The necessity for additional testing, according to Dr. Michael Baden, a Fox News contributor and a former chief medical examiner for New York City, simply indicates that the cause and manner were not immediately apparent.
“Generally, it could imply that the body is free of external marks. If there was a gunshot wound, strangulation, for instance, or if the autopsy revealed cancer or heart disease as the cause of death, that information would have been made public as soon as possible, “said Baden, a forensic pathologist with more than five decades of experience and over 20,000 autopsies under his belt.
“And if the autopsy itself doesn’t identify the cause of death, toxicology testing are likely to be important, with the question “what about the history?” For instance, if she’s depressed, they might consider barbiturates, narcotics, or deadly medications.”
Powell was last seen racing out the front door of the San Antonio home she shared with her mother and her oldest son on the morning of July 5. Powell then vanished without a trace. She informed her mother that she would be late for work the morning of her disappearance.

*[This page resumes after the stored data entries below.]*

//! Folds per-sample deviation events into problem sections.
//!
//! Events are consumed in arrival order with a single open-section cursor.
//! The running deviation is a pairwise average `(avg + dev) / 2`, which
//! weights recent events more heavily than a true mean would.

use pitchcoach_common::{DeviationEvent, PitchDirection, ProblemSection};
use serde::Deserialize;
use tracing::debug;

/// Thresholds for section detection.
#[derive(Debug, Clone, Copy, PartialEq, Deserialize)]
#[serde(default)]
pub struct ReducerConfig {
    /// Deviation in percent an event must exceed to count
    pub threshold: f64,
    /// Largest gap in seconds that still extends the open section
    pub gap_tolerance: f64,
    /// Sections must last longer than this many seconds to be surfaced
    pub min_duration: f64,
}

impl Default for ReducerConfig {
    fn default() -> Self {
        Self {
            threshold: 30.0,
            gap_tolerance: 0.5,
            min_duration: 0.5,
        }
    }
}

/// A section still accepting events, with its sharp/flat tally.
#[derive(Debug, Clone, Copy)]
struct OpenSection {
    start_time: f64,
    end_time: f64,
    avg_deviation: f64,
    above: u32,
    below: u32,
}

impl OpenSection {
    fn start(event: &DeviationEvent, deviation: f64) -> Self {
        let mut section = Self {
            start_time: event.timestamp,
            end_time: event.timestamp,
            avg_deviation: deviation,
            above: 0,
            below: 0,
        };
        section.tally(event.direction);
        section
    }

    fn extend(&mut self, event: &DeviationEvent, deviation: f64) {
        if event.timestamp >= self.start_time {
            self.end_time = event.timestamp;
        } else {
            self.start_time = event.timestamp;
        }
        self.avg_deviation = (self.avg_deviation + deviation) / 2.0;
        self.tally(event.direction);
    }

    fn tally(&mut self, direction: PitchDirection) {
        match direction {
            PitchDirection::Above => self.above += 1,
            PitchDirection::Below => self.below += 1,
            PitchDirection::Unknown => {}
        }
    }

    fn is_beyond_gap(&self, timestamp: f64, gap_tolerance: f64) -> bool {
        timestamp - self.end_time > gap_tolerance || self.start_time - timestamp > gap_tolerance
    }

    fn to_section(self) -> ProblemSection {
        let direction = if self.above > self.below {
            PitchDirection::Above
        } else if self.below > self.above {
            PitchDirection::Below
        } else {
            PitchDirection::Unknown
        };
        ProblemSection {
            start_time: self.start_time,
            end_time: self.end_time,
            avg_deviation: self.avg_deviation,
            direction,
        }
    }
}

/// Running problem-section state for one performance attempt.
#[derive(Debug, Default)]
pub struct ProblemSectionReducer {
    config: ReducerConfig,
    /// Closed sections, unfiltered
    finalized: Vec<ProblemSection>,
    current: Option<OpenSection>,
}

impl ProblemSectionReducer {
    pub fn new(config: ReducerConfig) -> Self {
        Self {
            config,
            finalized: Vec::new(),
            current: None,
        }
    }

    /// Feed one event. Returns true if the reducer state changed.
    pub fn push(&mut self, event: DeviationEvent) -> bool {
        let deviation = match event.deviation_percentage {
            Some(d) if d > self.config.threshold => d,
            _ => return false,
        };

        match self.current.as_mut() {
            Some(open) if !open.is_beyond_gap(event.timestamp, self.config.gap_tolerance) => {
                open.extend(&event, deviation);
            }
            Some(open) => {
                let closed = open.to_section();
                debug!(
                    "Closing section {:.2}-{:.2}s (avg {:.1}%)",
                    closed.start_time, closed.end_time, closed.avg_deviation
                );
                self.finalized.push(closed);
                self.current = Some(OpenSection::start(&event, deviation));
            }
            None => {
                self.current = Some(OpenSection::start(&event, deviation));
            }
        }
        true
    }

    /// Feed events in arrival order. Returns true if any changed the state.
    pub fn extend(&mut self, events: impl IntoIterator<Item = DeviationEvent>) -> bool {
        events
            .into_iter()
            .fold(false, |changed, event| self.push(event) || changed)
    }

    /// Sections long enough to report, including the open one.
    pub fn sections(&self) -> Vec<ProblemSection> {
        self.finalized
            .iter()
            .copied()
            .chain(self.current.map(OpenSection::to_section))
            .filter(|s| s.duration() > self.config.min_duration)
            .collect()
    }

    /// Drop all sections, e.g. at the start of a new attempt.
    pub fn reset(&mut self) {
        self.finalized.clear();
        self.current = None;
    }
}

Around 10:35 a.m., she was spotted leaving the house on doorbell camera footage, but she was never seen again. When Powell departed, she probably also left her Apple Watch and her cell phone, which were both on the restroom counter.

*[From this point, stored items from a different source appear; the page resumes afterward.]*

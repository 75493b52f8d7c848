//! Pitch Coach streaming engine.
//!
//! Captures microphone audio, streams it to a remote pitch analyzer over a
//! WebSocket, merges the analyzer's results into a user pitch timeline next
//! to the reference track, and folds deviations into problem sections.

pub mod capture;
pub mod clock;
pub mod config;
pub mod error;
pub mod recording;
pub mod reducer;
pub mod reference;
pub mod session;
pub mod timeline;
pub mod transport;
pub mod view;

pub use config::EngineConfig;
pub use error::{
    CaptureError, ConfigError, RecordingError, ReferenceError, SessionError, TimelineError,
    TransportError,
};
pub use reference::ReferenceSource;
pub use session::{PerformanceSession, SessionControl, SessionUpdate};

Despite leaving in her Nissan SUV, she never made it the 15 minutes or seven miles to her business.
The following day, Claudia Mobley reported her daughter missing. She then revealed to Fox News Digital that Mobley had never reported her daughter’s previous absence to authorities because she returned home in less than a week.
On July 5, 2022, Christina “Chrissy” Powell is seen exiting her San Antonio house in a screen capture from doorbell camera footage (Courtesy Lauren Leal)
Then, on July 23, at around 6:45 p.m., the San Antonio Police Department got a call reporting “an injured sick individual” at the Huebner Oaks Center.
The 2020 Nissan Rogue, later identified to belong to Powell, was “parked in the same location for about a week,” the San Antonio Police Department said, when officers arrived and spoke to a security guard. The security guard told the officers that he was driving through the parking lot when he spotted the vehicle.
The body was discovered in the front passenger seat after the driver “reported a terrible odor coming from the vehicle,” according to the police.
According to a law enforcement source, the SUV’s windows were shut.
Days had passed, the source continued.
Powell’s body showed no evident indications of trauma, and her pocketbook, which held identification information, was also present. It was unclear right away whether any drugs or writings were found at the scene.
Wecht told Fox News Digital that even if pathologists are aware of what killed Powell, they will still need to go farther to decide if it was a deliberate act, an accident, a natural death, or an inconclusive death.
The concentrations of any substances discovered in her system, he continued, may help determine if the death was unintentional. He asserted that hypothetically, the presence of a significant amount of alcohol or drugs in Powell’s blood would suggest a more focused aim.
Her Red Hill Place home is around four miles and ten minutes’ drive from the retail complex. Powell’s car is thought to have been parked in the lot around the time San Antonio temperatures hit the 90s, if not more.
Please call the Suicide andamp; Crisis Lifeline at 988 if you or someone you know is having suicidal thoughts or is in a mental health crisis.